The multi-layered defense
The best way to prevent fraud and scams in the meta-verse is to stay ahead with a multi-layered defense. It has to be business leaders aware of ever-changing rules and new attacks to provide adequate protection.
Thanks to innovative technologies such as that machine learning and artificial intelligence, the wealth of data available to businesses can help identify and stop threat actors through device fingerprint, two-factor authentication, and fast, hassle-free user fingerprint scanning. Leaders need to stay diligent with a focus on risk management. The transition to the new online world can only happen smoothly if you remain aware of the risks.
About smart contracts
Jaeson Schultz, mentioned above, recommends people or companies to do business in the metaverse Avoid sharing information about the assets they ownwhich could make it a target for scammers.

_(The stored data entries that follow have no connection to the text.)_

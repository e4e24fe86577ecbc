//! Batch progress reporting.
//!
//! With the `progress` feature, [`BatchProgress`] draws an `indicatif` bar on
//! stderr that worker threads advance concurrently. Without the feature every
//! method is a no-op, so call sites stay free of `cfg` attributes.
#[cfg(feature = "progress")]
use indicatif::{ProgressBar, ProgressStyle};

pub(crate) struct BatchProgress {
    #[cfg(feature = "progress")]
    bar: ProgressBar,
}

impl BatchProgress {
    #[cfg(feature = "progress")]
    pub(crate) fn new(total: usize, label: &str) -> Self {
        let bar = ProgressBar::new(total.max(1) as u64);
        if let Ok(style) = ProgressStyle::with_template(
            "{bar:40.cyan/blue} {pos}/{len} ({percent:>3}%) | {per_sec} | ETA {eta_precise} | {msg}",
        ) {
            bar.set_style(style);
        }
        bar.set_message(label.to_string());
        BatchProgress { bar }
    }

    #[cfg(not(feature = "progress"))]
    pub(crate) fn new(_total: usize, _label: &str) -> Self {
        BatchProgress {}
    }

    /// Advance by one finished object. Safe to call from any worker thread.
    #[inline]
    pub(crate) fn tick(&self) {
        #[cfg(feature = "progress")]
        self.bar.inc(1);
    }

    pub(crate) fn finish(&self) {
        #[cfg(feature = "progress")]
        self.bar.finish_and_clear();
    }
}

“Buyers should too read smart contracts carefully before signing them “, he added. Ideally, people who perform transactions should transfer the exact amount of cryptocurrency to a separate wallet instead of connecting to their primary wallet.
There is a lot of hype and opportunities on the metaverse. And metaverse companies can make a lot of money and completely change the way we socialize.
But in their early days, it is crucial for these platforms to sfocus as much on their risk management practices as on new features. On the contrary, the general public will quickly lose confidence and therefore all interest in the metaverse.
Use of industry experience which has grown tremendously in recent years, such as eSports, iGaming and cryptography, should help these companies understand the typical risks associated with new technologies who accept alternative payment methods.